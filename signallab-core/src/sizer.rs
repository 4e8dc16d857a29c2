//! Position sizer: stop-loss and take-profit from ATR and timeframe.
//!
//! ```text
//! stop_distance        = ATR * multiplier(timeframe) * stop_factor
//! take_profit_distance = ATR * multiplier(timeframe) * target_factor
//! ```
//!
//! With the default factors (0.8 / 1.6) reward:risk is fixed at 2:1.
//! Shorter timeframes get smaller multipliers and therefore tighter stops.

use serde::{Deserialize, Serialize};

use crate::config::SizingConfig;
use crate::domain::{Direction, Timeframe};

/// Absolute price levels plus the distances they were derived from.
#[derive(Debug, Clone, Copy, PartialEq, Serialize, Deserialize)]
pub struct PositionLevels {
    pub stop_loss: f64,
    pub take_profit: f64,
    pub stop_distance: f64,
    pub take_profit_distance: f64,
}

impl PositionLevels {
    /// True when ATR was zero and both levels sit on the entry price.
    pub fn is_zero_distance(&self) -> bool {
        self.stop_distance == 0.0 && self.take_profit_distance == 0.0
    }

    /// True when either level landed on the entry price, either because
    /// ATR was zero or because the distance is below the price's float
    /// resolution.
    pub fn touches_entry(&self, entry: f64) -> bool {
        self.stop_loss == entry || self.take_profit == entry
    }
}

#[derive(Debug, Clone, Default)]
pub struct PositionSizer {
    config: SizingConfig,
}

impl PositionSizer {
    pub fn new(config: SizingConfig) -> Self {
        Self { config }
    }

    /// Stop and take-profit distances. A non-finite or negative ATR is
    /// treated as zero.
    pub fn distances(&self, atr: f64, timeframe: Timeframe) -> (f64, f64) {
        let atr = if atr.is_finite() { atr.max(0.0) } else { 0.0 };
        let base = atr * self.config.multiplier(timeframe);
        (base * self.config.stop_factor, base * self.config.target_factor)
    }

    /// Levels for a directional signal; `None` for NEUTRAL.
    ///
    /// Zero ATR yields zero-distance levels rather than an error; callers
    /// decide what a zero-risk position means.
    pub fn levels(
        &self,
        direction: Direction,
        entry: f64,
        atr: f64,
        timeframe: Timeframe,
    ) -> Option<PositionLevels> {
        let (stop_distance, take_profit_distance) = self.distances(atr, timeframe);
        let (stop_loss, take_profit) = match direction {
            Direction::Long => (entry - stop_distance, entry + take_profit_distance),
            Direction::Short => (entry + stop_distance, entry - take_profit_distance),
            Direction::Neutral => return None,
        };
        Some(PositionLevels {
            stop_loss,
            take_profit,
            stop_distance,
            take_profit_distance,
        })
    }
}

#[cfg(test)]
mod tests {
    use super::*;
    use crate::indicators::{assert_approx, DEFAULT_EPSILON};

    #[test]
    fn long_levels_one_hour() {
        let levels = PositionSizer::default()
            .levels(Direction::Long, 100.0, 2.0, Timeframe::H1)
            .unwrap();
        // multiplier 2.0 → stop 3.2, target 6.4
        assert_approx(levels.stop_loss, 96.8, DEFAULT_EPSILON);
        assert_approx(levels.take_profit, 106.4, DEFAULT_EPSILON);
        assert!(levels.stop_loss < 100.0 && 100.0 < levels.take_profit);
    }

    #[test]
    fn short_levels_are_mirrored() {
        let levels = PositionSizer::default()
            .levels(Direction::Short, 100.0, 2.0, Timeframe::D1)
            .unwrap();
        // multiplier 3.0 → stop 4.8, target 9.6
        assert_approx(levels.stop_loss, 104.8, DEFAULT_EPSILON);
        assert_approx(levels.take_profit, 90.4, DEFAULT_EPSILON);
        assert!(levels.take_profit < 100.0 && 100.0 < levels.stop_loss);
    }

    #[test]
    fn neutral_has_no_levels() {
        assert!(PositionSizer::default()
            .levels(Direction::Neutral, 100.0, 2.0, Timeframe::H1)
            .is_none());
    }

    #[test]
    fn reward_is_twice_risk() {
        let sizer = PositionSizer::default();
        for tf in Timeframe::ALL {
            let (stop, target) = sizer.distances(1.5, tf);
            assert_approx(target, 2.0 * stop, 1e-12);
        }
    }

    #[test]
    fn multipliers_grow_with_timeframe() {
        let sizer = PositionSizer::default();
        let stops: Vec<f64> = Timeframe::ALL
            .iter()
            .map(|tf| sizer.distances(1.0, *tf).0)
            .collect();
        assert!(stops.windows(2).all(|w| w[0] < w[1]));
        assert_approx(stops[0], 0.8, DEFAULT_EPSILON);
        assert_approx(stops[9], 4.0, DEFAULT_EPSILON);
    }

    #[test]
    fn zero_atr_gives_zero_distance_without_error() {
        let levels = PositionSizer::default()
            .levels(Direction::Long, 50.0, 0.0, Timeframe::M5)
            .unwrap();
        assert!(levels.is_zero_distance());
        assert!(levels.touches_entry(50.0));
        assert_eq!(levels.stop_loss, 50.0);
        assert_eq!(levels.take_profit, 50.0);
    }

    #[test]
    fn sub_resolution_atr_touches_entry() {
        let entry = 1.0e8;
        let levels = PositionSizer::default()
            .levels(Direction::Long, entry, 1.0e-9, Timeframe::H1)
            .unwrap();
        assert!(!levels.is_zero_distance());
        assert!(levels.touches_entry(entry));

        let wide = PositionSizer::default()
            .levels(Direction::Long, entry, 1.0e3, Timeframe::H1)
            .unwrap();
        assert!(!wide.touches_entry(entry));
    }

    #[test]
    fn nan_atr_treated_as_zero() {
        assert_eq!(
            PositionSizer::default().distances(f64::NAN, Timeframe::H4),
            (0.0, 0.0)
        );
    }
}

Exercise description
Report back each line of the entries that holds the string "Clone".

Exercise result
#[derive(Debug, Clone, Copy, PartialEq, Serialize, Deserialize)]
#[derive(Debug, Clone, Default)]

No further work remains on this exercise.